//! Offline checking of design files for the `check` command.

use std::fmt::Write as _;
use std::path::Path;

use anyhow::{Context, Result};
use serde::Serialize;

use crate::assistant::SuggestionEngine;
use crate::drc::DrcEngine;
use crate::models::{Design, Issue, Severity, Suggestion};

pub fn load_design(path: &Path) -> Result<Design> {
    let raw = std::fs::read_to_string(path)
        .with_context(|| format!("Failed to read {}", path.display()))?;
    serde_json::from_str(&raw).with_context(|| format!("Invalid design JSON in {}", path.display()))
}

/// DRC issues and suggestions for one design.
#[derive(Debug, Clone, Serialize)]
pub struct CheckReport {
    pub design_id: String,
    pub issues: Vec<Issue>,
    pub suggestions: Vec<Suggestion>,
}

impl CheckReport {
    pub fn run(design: &Design, drc: &DrcEngine, assistant: &SuggestionEngine) -> Self {
        Self {
            design_id: design.id.clone(),
            issues: drc.check_design(design),
            suggestions: assistant.suggest(design),
        }
    }

    pub fn has_errors(&self) -> bool {
        self.issues.iter().any(Issue::is_error)
    }

    pub fn worst_severity(&self) -> Option<Severity> {
        self.issues.iter().map(|i| i.severity).max()
    }

    pub fn render_text(&self) -> String {
        let mut out = String::new();
        let _ = writeln!(out, "Design {}", self.design_id);

        if self.issues.is_empty() {
            let _ = writeln!(out, "  No DRC issues found.");
        } else {
            let _ = writeln!(out, "  {} DRC issue(s):", self.issues.len());
            for issue in &self.issues {
                let _ = writeln!(
                    out,
                    "    [{}] {}: {}",
                    issue.severity.as_str(),
                    issue.kind.as_str(),
                    issue.message
                );
            }
        }

        if !self.suggestions.is_empty() {
            let _ = writeln!(out, "  {} suggestion(s):", self.suggestions.len());
            for suggestion in &self.suggestions {
                let _ = writeln!(out, "    - {}", suggestion.message);
            }
        }

        out
    }
}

---

### Work task
Repeat, word for word, all of the data shown above.

### Solved exercise
//! Offline checking of design files for the `check` command.

use std::fmt::Write as _;
use std::path::Path;

use anyhow::{Context, Result};
use serde::Serialize;

use crate::assistant::SuggestionEngine;
use crate::drc::DrcEngine;
use crate::models::{Design, Issue, Severity, Suggestion};

pub fn load_design(path: &Path) -> Result<Design> {
    let raw = std::fs::read_to_string(path)
        .with_context(|| format!("Failed to read {}", path.display()))?;
    serde_json::from_str(&raw).with_context(|| format!("Invalid design JSON in {}", path.display()))
}

/// DRC issues and suggestions for one design.
#[derive(Debug, Clone, Serialize)]
pub struct CheckReport {
    pub design_id: String,
    pub issues: Vec<Issue>,
    pub suggestions: Vec<Suggestion>,
}

impl CheckReport {
    pub fn run(design: &Design, drc: &DrcEngine, assistant: &SuggestionEngine) -> Self {
        Self {
            design_id: design.id.clone(),
            issues: drc.check_design(design),
            suggestions: assistant.suggest(design),
        }
    }

    pub fn has_errors(&self) -> bool {
        self.issues.iter().any(Issue::is_error)
    }

    pub fn worst_severity(&self) -> Option<Severity> {
        self.issues.iter().map(|i| i.severity).max()
    }

    pub fn render_text(&self) -> String {
        let mut out = String::new();
        let _ = writeln!(out, "Design {}", self.design_id);

        if self.issues.is_empty() {
            let _ = writeln!(out, "  No DRC issues found.");
        } else {
            let _ = writeln!(out, "  {} DRC issue(s):", self.issues.len());
            for issue in &self.issues {
                let _ = writeln!(
                    out,
                    "    [{}] {}: {}",
                    issue.severity.as_str(),
                    issue.kind.as_str(),
                    issue.message
                );
            }
        }

        if !self.suggestions.is_empty() {
            let _ = writeln!(out, "  {} suggestion(s):", self.suggestions.len());
            for suggestion in &self.suggestions {
                let _ = writeln!(out, "    - {}", suggestion.message);
            }
        }

        out
    }
}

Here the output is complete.